In this hypothetical example, Otto relies on his notebook to such an extent that he and it constitute a coupled system that can be seen as a cognitive system in its own right. Fast-forward to the present: smart phones now fulfill a similar role for all of us. With us wherever we go, our smart phones store huge amounts of information—from our friends’ contact details to our memories, preserved as pictures—without which normal life would feel truly difficult. What’s more, we have constant access to the Internet—a repository of information and knowledge like no other. “Smart phones," argues Paul Smart of the University of Southampton, “now undoubtedly serve as part of the mechanistic substrate that realize human mental states and processes.”
Facebook-Extended Mind
If the Internet is "part of the basic package of cognitive resources we bring to bear on the everyday world," the websites we spend the most time on must be playing a proportionally large role in our everyday cognitive functions.
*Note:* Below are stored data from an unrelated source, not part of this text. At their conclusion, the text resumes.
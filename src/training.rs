//! Generation driver: wires the demo track to the genetic controller and
//! persists the best genome of every generation.

use std::path::Path;

use log::{info, warn};
use rand::SeedableRng;
use rand::rngs::StdRng;
use rusqlite::Connection;

use crate::checkpoint::{self, Checkpoint, NetworkModel};
use crate::config::{ConfigError, EvolutionConfig};
use crate::db::{self, BestRecord};
use crate::population::{Advance, PopulationManager};
use crate::track::Vehicle;

/// Hard cap on ticks per agent run, so a genome that never terminates on its
/// own (e.g. circling at the success boundary) still yields.
const MAX_TICKS_PER_RUN: usize = 20_000;

pub struct TrainingReport {
    pub generations: u32,
    pub best_fitness: f32,
}

/// Run the evolutionary loop for `generations` full population cycles.
/// Resumes from the best genome in the run database when one is stored;
/// every new overall best is written both to the database and to a JSON
/// checkpoint at `checkpoint_path`.
pub fn run(
    config: EvolutionConfig,
    generations: u32,
    seed: u64,
    db_path: &str,
    checkpoint_path: &Path,
) -> Result<TrainingReport, ConfigError> {
    let mut rng = StdRng::seed_from_u64(seed);
    let conn = match db::init_db(db_path) {
        Ok(conn) => Some(conn),
        Err(e) => {
            warn!("run database unavailable ({e}), continuing without persistence");
            None
        }
    };
    let mut population = match &conn {
        Some(conn) => PopulationManager::from_best_or_random(config, conn, &mut rng)?,
        None => PopulationManager::new(config, &mut rng)?,
    };

    let hidden = population.config().hidden_layer_count;
    let neurons = population.config().neurons_per_layer;
    let pop_size = population.config().population_size;

    let mut vehicle = Vehicle::new();
    let mut overall_best = f32::NEG_INFINITY;

    while population.generation() < generations {
        let mut generation_best: Option<(f32, NetworkModel)> = None;
        let mut fitness_sum = 0.0;
        let generation = population.generation();

        for _ in 0..pop_size {
            let fitness = drive_one_genome(&mut population, &mut vehicle);
            fitness_sum += fitness;

            if generation_best.as_ref().map_or(true, |(best, _)| fitness > *best) {
                let model = NetworkModel::from_network(population.active_network(), hidden, neurons);
                generation_best = Some((fitness, model));
            }

            // Either transition rebinds the vehicle to a fresh run.
            if let Advance::NewGeneration { generation } =
                population.record_fitness_and_advance(fitness, &mut rng)
            {
                log::debug!("generation {generation} active");
            }
            vehicle.reset();
        }

        let (best_fitness, best_model) = generation_best.expect("population is never empty");
        info!(
            "gen {:>4} | best {:>9.2} | avg {:>9.2}",
            generation,
            best_fitness,
            fitness_sum / pop_size as f32
        );

        if best_fitness > overall_best {
            overall_best = best_fitness;
            let ckpt = Checkpoint::new(best_model.clone(), generation, best_fitness);
            if let Err(e) = checkpoint::save_checkpoint(checkpoint_path, &ckpt) {
                warn!("could not write checkpoint for generation {generation}: {e}");
            }
            if let Some(conn) = &conn {
                persist_best(conn, generation, best_fitness, best_model);
            }
        }
    }

    Ok(TrainingReport {
        generations,
        best_fitness: overall_best,
    })
}

/// Tick the vehicle under the active genome until its run ends, returning
/// the fitness earned.
fn drive_one_genome(population: &mut PopulationManager, vehicle: &mut Vehicle) -> f32 {
    for _ in 0..MAX_TICKS_PER_RUN {
        let (a, b, c) = vehicle.sensors();
        let (acceleration, turning) = population.evaluate_active(a, b, c);
        if vehicle.step(acceleration, turning).is_some() {
            break;
        }
    }
    vehicle.fitness()
}

fn persist_best(conn: &Connection, generation: u32, fitness: f32, model: NetworkModel) {
    let record = BestRecord {
        generation,
        fitness,
        model,
    };
    if let Err(e) = db::insert_best(conn, &record) {
        warn!("could not persist generation {generation} best: {e}");
    }
}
According to one study, we spend almost 30 percent of our time online on Facebook and other social media platforms. But is our reliance on Facebook in any way comparable to Otto’s reliance on his notebook?
Just as Otto’s nonoccurrent beliefs (such as the location of the gallery) are constituted by the information in his notebook, so some of my nonoccurrent beliefs, relating to the activities and interests of my friends, are constituted by information on Facebook.
Not all of this information, though, is accurate.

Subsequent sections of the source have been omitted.